#[cfg(test)]
mod tests {
    use super::*;
    use axum::routing::get;

    fn app() -> Router {
        Router::new().route("/", get(|| async { "ok" }))
    }

    fn handle_in(dir: &std::path::Path) -> ServerHandle {
        ServerHandle::new(app(), EndpointAllocator::new(dir, "server", 13), RestartPolicy::default())
    }

    #[tokio::test]
    async fn binds_lazily_and_only_once() {
        let dir = tempfile::tempdir().unwrap();
        let server = handle_in(dir.path());
        assert!(!server.is_listening());
        assert_eq!(server.binds(), 0);

        server.ensure_ready().await.unwrap();
        let endpoint = server.endpoint_id();
        assert!(server.is_listening());
        assert!(server.socket_path().exists());

        server.ensure_ready().await.unwrap();
        assert_eq!(server.binds(), 1);
        assert_eq!(server.endpoint_id(), endpoint);
        assert_eq!(server.restarts(), 0);

        server.shutdown().await;
    }

    #[tokio::test]
    async fn conflict_moves_to_a_new_endpoint() {
        let dir = tempfile::tempdir().unwrap();
        let allocator = EndpointAllocator::new(dir.path(), "server", 13);
        let taken = EndpointId::from("taken");
        let _squatter = std::os::unix::net::UnixListener::bind(allocator.socket_path(&taken)).unwrap();

        let server = ServerHandle::with_endpoint(app(), allocator, RestartPolicy::default(), taken.clone());
        server.ensure_ready().await.unwrap();

        assert!(server.is_listening());
        assert_ne!(server.endpoint_id(), taken);
        assert_eq!(server.restarts(), 1);
        assert_eq!(server.binds(), 1);

        server.shutdown().await;
    }

    #[tokio::test]
    async fn other_bind_errors_are_fatal() {
        let dir = tempfile::tempdir().unwrap();
        let server = handle_in(&dir.path().join("does-not-exist"));
        let endpoint = server.endpoint_id();

        let err = server.ensure_ready().await.unwrap_err();
        assert!(matches!(err, BridgeError::Bind { .. }));
        assert!(!server.is_listening());
        assert_eq!(server.endpoint_id(), endpoint);
        assert_eq!(server.restarts(), 0);
    }

    #[tokio::test]
    async fn exhausted_budget_is_fatal() {
        let dir = tempfile::tempdir().unwrap();
        let allocator = EndpointAllocator::new(dir.path(), "server", 13);
        let taken = EndpointId::from("taken");
        let _squatter = std::os::unix::net::UnixListener::bind(allocator.socket_path(&taken)).unwrap();

        let policy = RestartPolicy {
            max_bind_attempts: 1,
            ..RestartPolicy::default()
        };
        let server = ServerHandle::with_endpoint(app(), allocator, policy, taken);

        let err = server.ensure_ready().await.unwrap_err();
        assert!(matches!(err, BridgeError::BindRetriesExhausted { attempts: 1, .. }));
        assert!(!server.is_listening());
    }

    #[tokio::test]
    async fn shutdown_releases_the_socket() {
        let dir = tempfile::tempdir().unwrap();
        let server = handle_in(dir.path());
        server.ensure_ready().await.unwrap();
        let path = server.socket_path();

        server.shutdown().await;
        assert!(!server.is_listening());
        assert!(!path.exists());

        server.ensure_ready().await.unwrap();
        assert_eq!(server.binds(), 2);
        assert_eq!(server.socket_path(), path);

        server.shutdown().await;
    }

    #[tokio::test(flavor = "multi_thread", worker_threads = 4)]
    async fn concurrent_callers_share_one_bind() {
        let dir = tempfile::tempdir().unwrap();
        let server = Arc::new(handle_in(dir.path()));

        let tasks: Vec<_> = (0..16)
            .map(|_| {
                let server = Arc::clone(&server);
                tokio::spawn(async move { server.ensure_ready().await })
            })
            .collect();
        for task in tasks {
            task.await.unwrap().unwrap();
        }

        assert_eq!(server.binds(), 1);
        assert!(server.is_listening());

        server.shutdown().await;
    }
}
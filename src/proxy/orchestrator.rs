//! Invocation orchestration.
//!
//! # State Machine
//! ```text
//! Idle → AwaitingServer → BuildingRequest → AwaitingResponse → Resolved
//!              │                 │                  │
//!              └─────────────────┴──────────────────┴──────────→ Rejected
//! ```
//!
//! | failure                     | error mapper used      |
//! |-----------------------------|------------------------|
//! | bind (non-conflict)         | `library_error_mapper` |
//! | request mapper / body getter| `library_error_mapper` |
//! | transport / body read       | `runtime_error_mapper` |
//! | custom response mapper      | `library_error_mapper` |
//!
//! Every path ends in exactly one `Ok` or `Err`.

use std::path::PathBuf;
use std::sync::Arc;
use std::time::Instant;

use axum::http::HeaderValue;
use bytes::Bytes;
use http_body_util::Full;
use hyper::Request;
use tracing::{debug, info_span, warn, Instrument};

use crate::error::{BridgeError, Rejection};
use crate::http::request::X_REQUEST_ID;
use crate::http::response::read_body_string;
use crate::lifecycle::ServerHandle;
use crate::net::connection;
use crate::observability::metrics;
use crate::proxy::context::{Event, InvocationContext, ProxyOptions};
use crate::proxy::pipeline::{ErrorMapper, MappingPipeline};

/// Where an invocation currently is.
#[derive(Debug, Clone, Copy, PartialEq, Eq)]
pub enum InvocationState {
    Idle,
    AwaitingServer,
    BuildingRequest,
    AwaitingResponse,
    Resolved,
    Rejected,
}

impl InvocationState {
    pub fn can_transition_to(self, next: InvocationState) -> bool {
        use InvocationState::*;
        matches!(
            (self, next),
            (Idle, AwaitingServer)
                | (AwaitingServer, BuildingRequest)
                | (AwaitingServer, Rejected)
                | (BuildingRequest, AwaitingResponse)
                | (BuildingRequest, Rejected)
                | (AwaitingResponse, Resolved)
                | (AwaitingResponse, Rejected)
        )
    }

    pub fn is_terminal(self) -> bool {
        matches!(self, InvocationState::Resolved | InvocationState::Rejected)
    }
}

/// Which error mapper a failure is routed through.
#[derive(Debug, Clone, Copy, PartialEq, Eq)]
enum ErrorPath {
    Library,
    Runtime,
}

struct Invocation<'p, T> {
    state: InvocationState,
    ctx: InvocationContext,
    pipeline: &'p MappingPipeline<T>,
}

impl<'p, T> Invocation<'p, T>
where
    T: From<String> + Send + 'static,
{
    fn advance(&mut self, next: InvocationState) {
        debug_assert!(
            self.state.can_transition_to(next),
            "illegal transition {:?} -> {:?}",
            self.state,
            next
        );
        debug!(from = ?self.state, to = ?next, "Invocation state");
        self.state = next;
    }

    async fn run(mut self) -> Result<T, Rejection> {
        self.advance(InvocationState::AwaitingServer);
        let ready = self.ctx.server.ensure_ready().await;
        if let Err(e) = ready {
            return self.reject(ErrorPath::Library, e).await;
        }

        self.advance(InvocationState::BuildingRequest);
        let (socket_path, request) = match self.build_request() {
            Ok(built) => built,
            Err(e) => return self.reject(ErrorPath::Library, e).await,
        };

        self.advance(InvocationState::AwaitingResponse);
        let response = match connection::send(&socket_path, request).await {
            Ok(response) => response,
            Err(e) => return self.reject(ErrorPath::Runtime, e.into()).await,
        };
        debug!(status = %response.status(), "Response received");

        let mapped = match &self.pipeline.response_mapper {
            None => read_body_string(response)
                .await
                .map(T::from)
                .map_err(|e| (ErrorPath::Runtime, BridgeError::from(e))),
            Some(mapper) => mapper(response, self.ctx.clone())
                .await
                .map_err(|e| (ErrorPath::Library, BridgeError::ResponseMapping(e))),
        };

        match mapped {
            Ok(value) => {
                self.advance(InvocationState::Resolved);
                Ok(value)
            }
            Err((path, e)) => self.reject(path, e).await,
        }
    }

    fn build_request(&self) -> Result<(PathBuf, Request<Full<Bytes>>), BridgeError> {
        let mut descriptor = (self.pipeline.event_to_request)(&self.ctx)?;

        if let Some(getter) = &self.pipeline.request_body_getter {
            let body = getter(&self.ctx).map_err(BridgeError::BuildRequest)?;
            descriptor.set_body(body);
        }

        if !descriptor.headers.contains_key(X_REQUEST_ID) {
            let id = HeaderValue::from_str(&self.ctx.invocation_id.to_string())
                .map_err(|e| BridgeError::BuildRequest(Box::new(e)))?;
            descriptor.headers.insert(X_REQUEST_ID, id);
        }

        debug!(
            method = %descriptor.method,
            path = %descriptor.path,
            body_len = descriptor.body.len(),
            "Request built"
        );

        let socket_path = descriptor.socket_path.clone();
        Ok((socket_path, descriptor.into_request()?))
    }

    async fn reject(mut self, path: ErrorPath, error: BridgeError) -> Result<T, Rejection> {
        self.advance(InvocationState::Rejected);
        warn!(error = %error, path = ?path, "Invocation failed");

        let mapper = match path {
            ErrorPath::Library => self.pipeline.library_error_mapper.as_ref(),
            ErrorPath::Runtime => self.pipeline.runtime_error_mapper.as_ref(),
        };
        Err(map_error(mapper, error, self.ctx).await)
    }
}

async fn map_error(mapper: Option<&ErrorMapper>, error: BridgeError, ctx: InvocationContext) -> Rejection {
    let Some(mapper) = mapper else {
        return Rejection::Unmapped(error);
    };

    match mapper(error, ctx).await {
        Ok(value) => Rejection::Mapped(value),
        Err(e) => {
            warn!(error = %e, "Error mapper failed");
            Rejection::MapperFailed(e)
        }
    }
}

/// Run one event through the bridge.
///
/// Ensures the backing server is listening, sends the mapped request over the
/// Unix socket, and maps the response or failure per `pipeline`.
pub async fn invoke<T>(
    server: &Arc<ServerHandle>,
    event: Event,
    options: ProxyOptions,
    pipeline: &MappingPipeline<T>,
) -> Result<T, Rejection>
where
    T: From<String> + Send + 'static,
{
    let ctx = InvocationContext::new(event, Arc::clone(server), options);
    let span = info_span!(
        "invocation",
        invocation_id = %ctx.invocation_id,
        event_source = ctx.event.event_source().unwrap_or("-"),
    );
    let start = Instant::now();

    let invocation = Invocation {
        state: InvocationState::Idle,
        ctx,
        pipeline,
    };
    let outcome = invocation.run().instrument(span).await;

    metrics::record_invocation(if outcome.is_ok() { "resolved" } else { "rejected" }, start);
    outcome
}

#[cfg(test)]
mod tests {
    use super::*;
    use InvocationState::*;

    #[test]
    fn happy_path_transitions() {
        let path = [Idle, AwaitingServer, BuildingRequest, AwaitingResponse, Resolved];
        for pair in path.windows(2) {
            assert!(pair[0].can_transition_to(pair[1]), "{:?} -> {:?}", pair[0], pair[1]);
        }
    }

    #[test]
    fn every_working_state_can_reject() {
        for state in [AwaitingServer, BuildingRequest, AwaitingResponse] {
            assert!(state.can_transition_to(Rejected));
        }
        assert!(!Idle.can_transition_to(Rejected));
    }

    #[test]
    fn terminal_states_are_final() {
        for terminal in [Resolved, Rejected] {
            assert!(terminal.is_terminal());
            for next in [Idle, AwaitingServer, BuildingRequest, AwaitingResponse, Resolved, Rejected] {
                assert!(!terminal.can_transition_to(next));
            }
        }
    }

    #[test]
    fn no_skipping_the_server() {
        assert!(!Idle.can_transition_to(BuildingRequest));
        assert!(!AwaitingServer.can_transition_to(AwaitingResponse));
        assert!(!BuildingRequest.can_transition_to(Resolved));
    }
}
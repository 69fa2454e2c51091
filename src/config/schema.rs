//! Configuration schema definitions.
//!
//! This module defines the complete configuration structure for the bridge.
//! All types derive Serde traits for deserialization from config files.

use std::path::PathBuf;
use std::time::Duration;

use serde::{Deserialize, Serialize};

/// Root configuration for the event bridge.
#[derive(Debug, Clone, Deserialize, Serialize, Default)]
#[serde(default)]
pub struct BridgeConfig {
    /// Where and how socket paths are allocated.
    pub transport: TransportConfig,

    /// Bind-conflict restart policy.
    pub restart: RestartConfig,

    /// Defaults used by the built-in event-to-request mapper.
    pub request: RequestConfig,

    /// Observability settings.
    pub observability: ObservabilityConfig,
}

/// Transport endpoint configuration.
#[derive(Debug, Clone, Deserialize, Serialize)]
#[serde(default)]
pub struct TransportConfig {
    /// Directory holding the Unix sockets.
    pub socket_dir: PathBuf,

    /// File name prefix, e.g. `server` for `server-<suffix>.sock`.
    pub socket_prefix: String,

    /// Length of the random suffix.
    pub suffix_len: usize,
}

impl Default for TransportConfig {
    fn default() -> Self {
        Self {
            socket_dir: PathBuf::from("/tmp"),
            socket_prefix: "server".to_string(),
            suffix_len: 13,
        }
    }
}

/// Restart policy for address-in-use conflicts.
#[derive(Debug, Clone, Deserialize, Serialize)]
#[serde(default)]
pub struct RestartConfig {
    /// Total bind attempts per `ensure_ready`, including the first.
    pub max_bind_attempts: u32,

    /// How long a stopping listener may drain before it is aborted.
    pub shutdown_timeout_ms: u64,
}

impl RestartConfig {
    pub fn shutdown_timeout(&self) -> Duration {
        Duration::from_millis(self.shutdown_timeout_ms)
    }
}

impl Default for RestartConfig {
    fn default() -> Self {
        Self {
            max_bind_attempts: 3,
            shutdown_timeout_ms: 5_000,
        }
    }
}

/// Defaults for the built-in request mapper.
#[derive(Debug, Clone, Deserialize, Serialize)]
#[serde(default)]
pub struct RequestConfig {
    /// Path used when no path mapping yields one.
    pub default_path: String,

    /// `x-event-source` value for events without an `eventSource` tag.
    pub default_event_source: String,
}

impl Default for RequestConfig {
    fn default() -> Self {
        Self {
            default_path: "/custom-event".to_string(),
            default_event_source: "aws:custom-event".to_string(),
        }
    }
}

/// Log output format.
#[derive(Debug, Clone, Copy, PartialEq, Eq, Deserialize, Serialize, Default)]
#[serde(rename_all = "lowercase")]
pub enum LogFormat {
    #[default]
    Pretty,
    Json,
}

/// Observability configuration.
#[derive(Debug, Clone, Deserialize, Serialize)]
#[serde(default)]
pub struct ObservabilityConfig {
    /// Log level (trace, debug, info, warn, error).
    pub log_level: String,

    /// Human-readable or JSON log lines.
    pub log_format: LogFormat,

    /// Enable the Prometheus metrics endpoint.
    pub metrics_enabled: bool,

    /// Metrics endpoint bind address.
    pub metrics_address: String,
}

impl Default for ObservabilityConfig {
    fn default() -> Self {
        Self {
            log_level: "info".to_string(),
            log_format: LogFormat::Pretty,
            metrics_enabled: false,
            metrics_address: "127.0.0.1:9090".to_string(),
        }
    }
}
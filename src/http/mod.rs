//! HTTP mapping subsystem.
//!
//! # Data Flow
//! ```text
//! Event + options
//!     → request.rs (path selection, headers, JSON body → RequestDescriptor)
//!     → net::connection (HTTP/1.1 over the Unix socket)
//!     → response.rs (buffer body → String, or hand off to a custom mapper)
//! ```

pub mod request;
pub mod response;

pub use request::{
    general_event_to_request_mapper, normalize_path, PathMapping, RequestDefaults,
    RequestDescriptor, X_EVENT_SOURCE, X_REQUEST_ID,
};
pub use response::{read_body_json, read_body_string};
//! Serverless-to-HTTP bridge.
//!
//! Lets a function-invocation runtime that delivers opaque events drive a
//! long-lived HTTP application. One backing server per process listens on a
//! private Unix socket; each event becomes an HTTP request to it, and the
//! response (or failure) becomes the invocation's outcome.
//!
//! ```no_run
//! use std::sync::Arc;
//! use event_bridge::{invoke, BridgeConfig, Event, MappingPipeline, PathMapping, ProxyOptions, RequestDefaults, ServerHandle};
//!
//! # async fn run(app: axum::Router) -> Result<(), event_bridge::Rejection> {
//! let config = BridgeConfig::default();
//! let server = Arc::new(ServerHandle::from_config(app, &config));
//! let pipeline: MappingPipeline = MappingPipeline::general(PathMapping::fixed("hook"), RequestDefaults::default());
//!
//! let event = Event::new(serde_json::json!({ "eventSource": "aws:sqs" }));
//! let body = invoke(&server, event, ProxyOptions::default(), &pipeline).await?;
//! # Ok(())
//! # }
//! ```

pub mod config;
pub mod error;
pub mod http;
pub mod lifecycle;
pub mod net;
pub mod observability;
pub mod proxy;

pub use config::BridgeConfig;
pub use error::{BoxError, BridgeError, Rejection, TransportError};
pub use http::{PathMapping, RequestDefaults, RequestDescriptor};
pub use lifecycle::{RestartPolicy, ServerHandle};
pub use net::{EndpointAllocator, EndpointId};
pub use proxy::{invoke, Event, InvocationContext, MappingPipeline, ProxyOptions};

*-*-*

Give back exactly the lines from the first line of the records through the line holding "assert!(server.socket_path().exists());", including both of those lines and leaving out all others.

■ Exercise solution ■
#[cfg(test)]
mod tests {
    use super::*;
    use axum::routing::get;

    fn app() -> Router {
        Router::new().route("/", get(|| async { "ok" }))
    }

    fn handle_in(dir: &std::path::Path) -> ServerHandle {
        ServerHandle::new(app(), EndpointAllocator::new(dir, "server", 13), RestartPolicy::default())
    }

    #[tokio::test]
    async fn binds_lazily_and_only_once() {
        let dir = tempfile::tempdir().unwrap();
        let server = handle_in(dir.path());
        assert!(!server.is_listening());
        assert_eq!(server.binds(), 0);

        server.ensure_ready().await.unwrap();
        let endpoint = server.endpoint_id();
        assert!(server.is_listening());
        assert!(server.socket_path().exists());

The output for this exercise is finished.